■ **PROBLEM DESCRIPTION**
Where a line in the listing contains the string "struct", copy that line out.

■ **AVAILABLE DATA**
========
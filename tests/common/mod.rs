#![allow(dead_code)]

use actix_http::Request;
use actix_web::body::MessageBody;
use actix_web::dev::{Service, ServiceResponse};
use actix_web::{http::header, test};
use serde_json::json;
use taskdesk::auth::{AuthResponse, AuthService, TokenService};
use taskdesk::config::JwtConfig;
use taskdesk::store::Stores;

pub const ALLOWED_ORIGIN: &str = "http://localhost:5173";
pub const JWT_SECRET: &str = "integration-test-secret";

/// Everything an app instance under test shares: one in-memory store, one token service.
#[derive(Clone)]
pub struct TestContext {
    pub stores: Stores,
    pub tokens: TokenService,
    pub auth: AuthService,
}

impl TestContext {
    pub fn new() -> Self {
        let stores = Stores::in_memory();
        let tokens = TokenService::new(&JwtConfig {
            secret: JWT_SECRET.to_string(),
            ttl_seconds: 3600,
        });
        // bcrypt's minimum cost keeps the suite fast.
        let auth = AuthService::new(stores.users.clone(), tokens.clone(), 4);
        Self {
            stores,
            tokens,
            auth,
        }
    }
}

/// Builds the full application (auth gate, CORS, logger, routes) around a `TestContext`.
macro_rules! test_app {
    ($ctx:expr) => {
        actix_web::test::init_service(
            actix_web::App::new()
                .app_data(actix_web::web::Data::new($ctx.auth.clone()))
                .app_data(actix_web::web::Data::from($ctx.stores.tasks.clone()))
                .wrap(taskdesk::auth::AuthMiddleware::new($ctx.tokens.clone()))
                .wrap(taskdesk::routes::cors(common::ALLOWED_ORIGIN))
                .wrap(actix_web::middleware::Logger::default())
                .configure(taskdesk::routes::config),
        )
        .await
    };
}

pub struct TestUser {
    pub id: i32,
    pub email: String,
    pub token: String,
}

impl TestUser {
    pub fn bearer(&self) -> (header::HeaderName, String) {
        (header::AUTHORIZATION, format!("Bearer {}", self.token))
    }
}

pub async fn register_and_login_user<S, B>(
    app: &S,
    username: &str,
    email: &str,
    password: &str,
) -> Result<TestUser, String>
where
    S: Service<Request, Response = ServiceResponse<B>, Error = actix_web::Error>,
    B: MessageBody,
{
    let req_register = test::TestRequest::post()
        .uri("/auth/register")
        .set_json(json!({
            "username": username,
            "email": email,
            "password": password
        }))
        .to_request();
    let resp_register = test::call_service(app, req_register).await;
    let status = resp_register.status();
    if !status.is_success() {
        let body = test::read_body(resp_register).await;
        return Err(format!(
            "Failed to register user. Status: {}. Body: {}",
            status,
            String::from_utf8_lossy(&body)
        ));
    }

    let req_login = test::TestRequest::post()
        .uri("/auth/login")
        .set_json(json!({ "email": email, "password": password }))
        .to_request();
    let resp_login = test::call_service(app, req_login).await;
    let status = resp_login.status();
    let body = test::read_body(resp_login).await;
    if !status.is_success() {
        return Err(format!(
            "Failed to log in. Status: {}. Body: {}",
            status,
            String::from_utf8_lossy(&body)
        ));
    }

    let auth: AuthResponse = serde_json::from_slice(&body)
        .map_err(|e| format!("Failed to parse login response: {}", e))?;

    Ok(TestUser {
        id: auth.id,
        email: auth.email,
        token: auth.token,
    })
}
========
■ **TASK RESULT**
pub struct TestContext {
pub struct TestUser {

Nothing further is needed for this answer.